Garlic Mustard, or Alliaria petiolata, is native to Europe and usually found from Czechia to Italy. Now the weed can be found in areas such as New Zealand, North Africa and North America. For North America, the introduction was in 1868 with the first reported citing being in Long Island, New York. The spread of Garlic Mustard can be explained by its increase in usage for medicinal purposes and erosion control. Another fun fact, the weed is edible but has different tastes depending on the age. Older populations need to be boiled before eating, but the young ones can be consumed with minimal risk.
Since its introduction to the Cowling Arboretum, the weed has become a troublesome invasive species. Due to its ability to grow up to six feet and self-pollinate, as well as the small size of its seeds, Garlic Mustard can easily displace native species. The seeds can also survive for five years and are constantly spread by organisms doing daily activities such as walking, leading to seed banks forming in different areas. The cover that this weed forms over other native plants limits the amount of sunlight that can reach the lower organisms, thus reducing the population of the smaller species.

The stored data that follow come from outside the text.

use ndarray::ArrayD;
use serde::{Deserialize, Serialize};

use crate::bits;

/// Per-element count of values strictly above a threshold, plus valid totals
#[derive(Clone, Debug, PartialEq, Serialize, Deserialize)]
pub(crate) struct ThresholdState {
    #[serde(with = "bits::float")]
    threshold: f64,
    exceed: Vec<u64>,
    totals: Vec<u64>,
}

impl ThresholdState {
    pub fn new(threshold: f64) -> Self {
        Self {
            threshold,
            exceed: Vec::new(),
            totals: Vec::new(),
        }
    }

    pub fn threshold(&self) -> f64 {
        self.threshold
    }

    pub fn init(&mut self, len: usize) {
        self.exceed = vec![0; len];
        self.totals = vec![0; len];
    }

    pub fn update(&mut self, values: &ArrayD<f64>) {
        for ((exceed, total), &v) in self.exceed.iter_mut().zip(self.totals.iter_mut()).zip(values.iter()) {
            if v.is_finite() {
                *total += 1;
                if v > self.threshold {
                    *exceed += 1;
                }
            }
        }
    }

    /// Exceedance counts and frequencies (count / valid total, NaN when no valid values)
    pub fn finalize(&self) -> (Vec<u64>, Vec<f64>) {
        let frequency = self
            .exceed
            .iter()
            .zip(&self.totals)
            .map(|(&n, &total)| if total == 0 { f64::NAN } else { n as f64 / total as f64 })
            .collect();
        (self.exceed.clone(), frequency)
    }
}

Arboretum staff attempt to limit the growth of this population by mainly pulling the plant when spotted. Since Garlic Mustard cannot regrow from root fragments, pulling the plant when seen is an effective method to maintain the population and can be done by anyone. For this reason, when spotted, make sure to pull the plant to take one small step towards containing the spread of Garlic Mustard. In Minnesota, the plant tends to flower in the spring and can be found on trail edges. Keep in mind that Garlic Mustard is shade-tolerant, meaning it can survive with low sunlight levels, so keep an eye out along trails and in bushy areas.